|Micro-scale cell patterning on non-fouling plasma polymerized tetraglyme coatings by protein microcontact printing.
|Year of Publication
|Y. Pan, V, McDevitt, TC, Kim, TKyun, Leach-Scampavia, D, Stayton, PS, Denton, DD, Ratner, BD
|Plasmas and Polymers
|Cell Patterning, Nonfouling, Plasma Polymerization, Printing, Protein Microcontact, Surface Analysis
Nonfouling thin films were prepared by the plasma deposition of tetraethylene glycol dimethyl ether (pp4G) on fluorinated ethylene propylene polymer (FEP) and glass substrates. Ordered cell patterns were created on these surfaces by microcontact printing of proteins. Pp4G was found to be stable in aqueous environments and resistant to an ethanol sterilization procedure, as verified by surface analysis. Pp4G also reduced nonspecific protein adsorption by more than 65-fold before and after sterilization.
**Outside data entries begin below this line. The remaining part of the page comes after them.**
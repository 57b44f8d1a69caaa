//! Stateless request builder and response parser for the Stack Exchange API.
//!
//! # Design
//! `StackExchangeClient` holds a base URL, the endpoint registry and the
//! default-parameter table, and carries no mutable state between calls.
//! Every operation is split into a `build_*` method that produces an
//! `HttpRequest` and a `parse_*` method that consumes an `HttpResponse`.
//! The caller (or `StackExchange`) executes the round trip.

use serde_json::Value;

use crate::config::ClientConfig;
use crate::error::ApiError;
use crate::http::{HttpRequest, HttpResponse};
use crate::params::{DefaultParameters, QueryParameters};
use crate::query::build_url;
use crate::registry::{EndpointRegistry, EndpointTemplate};
use crate::types::{ErrorBody, FilterItem, FilterRequest, QuestionsQuery, Wrapper};

/// The "bad request" status whose JSON body is handed back to the caller
/// instead of being turned into `HttpError`.
pub const BAD_REQUEST: u16 = 400;

/// Synchronous, stateless client for the Stack Exchange API.
///
/// Builds `HttpRequest` values and parses `HttpResponse` values without
/// touching the network. Endpoint lookup goes through the shared
/// `EndpointRegistry`; default-valued parameters are dropped from URLs.
#[derive(Debug, Clone)]
pub struct StackExchangeClient {
    base_url: String,
    registry: &'static EndpointRegistry,
    defaults: DefaultParameters,
}

impl StackExchangeClient {
    /// `base_url` is normalized to end with exactly one `/`.
    pub fn new(base_url: &str) -> Self {
        Self {
            base_url: format!("{}/", base_url.trim_end_matches('/')),
            registry: EndpointRegistry::standard(),
            defaults: DefaultParameters::standard(),
        }
    }

    pub fn from_config(config: &ClientConfig) -> Self {
        Self::new(&config.base_url)
    }

    /// Replace the table used to drop default-valued parameters.
    pub fn with_defaults(mut self, defaults: DefaultParameters) -> Self {
        self.defaults = defaults;
        self
    }

    pub fn base_url(&self) -> &str {
        &self.base_url
    }

    pub fn registry(&self) -> &'static EndpointRegistry {
        self.registry
    }

    pub fn resolve(&self, path: &[&str]) -> Result<EndpointTemplate, ApiError> {
        self.registry.resolve(path)
    }

    pub fn build_query(
        &self,
        endpoint: &EndpointTemplate,
        parameters: &QueryParameters,
    ) -> Result<HttpRequest, ApiError> {
        let url = build_url(&self.base_url, endpoint.template, parameters, &self.defaults)?;
        Ok(HttpRequest {
            method: endpoint.method,
            url,
            headers: Vec::new(),
            body: None,
        })
    }

    /// Build from a raw template string; its method comes from the registry.
    pub fn build_query_for(
        &self,
        template: &str,
        parameters: &QueryParameters,
    ) -> Result<HttpRequest, ApiError> {
        let method = self.registry.method_of(template)?;
        let url = build_url(&self.base_url, template, parameters, &self.defaults)?;
        Ok(HttpRequest {
            method,
            url,
            headers: Vec::new(),
            body: None,
        })
    }

    /// Resolve a semantic path and build the request in one step.
    pub fn build_endpoint(
        &self,
        path: &[&str],
        parameters: &QueryParameters,
    ) -> Result<HttpRequest, ApiError> {
        let endpoint = self.registry.resolve(path)?;
        self.build_query(&endpoint, parameters)
    }

    pub fn build_create_filter(&self, request: &FilterRequest) -> Result<HttpRequest, ApiError> {
        self.build_endpoint(&["filters", "create"], &request.to_parameters())
    }

    pub fn build_questions(&self, query: &QuestionsQuery) -> Result<HttpRequest, ApiError> {
        self.build_endpoint(&["questions", "all"], &query.to_parameters())
    }

    /// Decode the body as JSON.
    ///
    /// 200 and 400 both decode, so an API error body reaches the caller
    /// intact; any other status is an `HttpError`.
    pub fn parse_json(&self, response: HttpResponse) -> Result<Value, ApiError> {
        check_status(&response)?;
        serde_json::from_str(&response.body)
            .map_err(|e| ApiError::DeserializationError(e.to_string()))
    }

    /// `parse_json`, then turn an embedded `error_id` into `ApiError::Api`.
    pub fn parse_response(&self, response: HttpResponse) -> Result<Value, ApiError> {
        let json = self.parse_json(response)?;
        check_api_error(&json)?;
        Ok(json)
    }

    /// Extract `items[0].filter`.
    pub fn parse_create_filter(&self, response: HttpResponse) -> Result<String, ApiError> {
        let json = self.parse_response(response)?;
        let wrapper: Wrapper<FilterItem> = serde_json::from_value(json)
            .map_err(|e| ApiError::DeserializationError(e.to_string()))?;
        wrapper
            .items
            .into_iter()
            .next()
            .map(|item| item.filter)
            .ok_or_else(|| ApiError::DeserializationError("response contained no filter".to_string()))
    }
}

impl Default for StackExchangeClient {
    fn default() -> Self {
        Self::from_config(&ClientConfig::default())
    }
}

fn check_status(response: &HttpResponse) -> Result<(), ApiError> {
    if response.status == 200 || response.status == BAD_REQUEST {
        return Ok(());
    }
    Err(ApiError::HttpError {
        status: response.status,
        body: response.body.clone(),
    })
}

/// Map a decoded body carrying `error_id` to `ApiError::Api`.
fn check_api_error(json: &Value) -> Result<(), ApiError> {
    if json.get("error_id").is_none() {
        return Ok(());
    }
    match serde_json::from_value::<ErrorBody>(json.clone()) {
        Ok(body) => Err(body.into()),
        Err(e) => Err(ApiError::DeserializationError(format!("malformed error body: {e}"))),
    }
}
Despite the low adsorption of proteins to pp4G in solution, protein microcontact printing was achieved and we were able to print laminin, an adhesive extracellular matrix protein, from an elastomeric stamp onto pp4G. The printed laminin supported the attachment and spreading of cardiomyocytes and the nonprinted pp4G regions remained cell repulsive in culture conditions. Microscale patterns of cardiomyocytes were maintained on printed pp4G for more than 7 days. This cell patterning process should be viable for other cell types. The potential applications include tissue engineering and microdevices for biosensor, diagnostic, and pharmacological applications.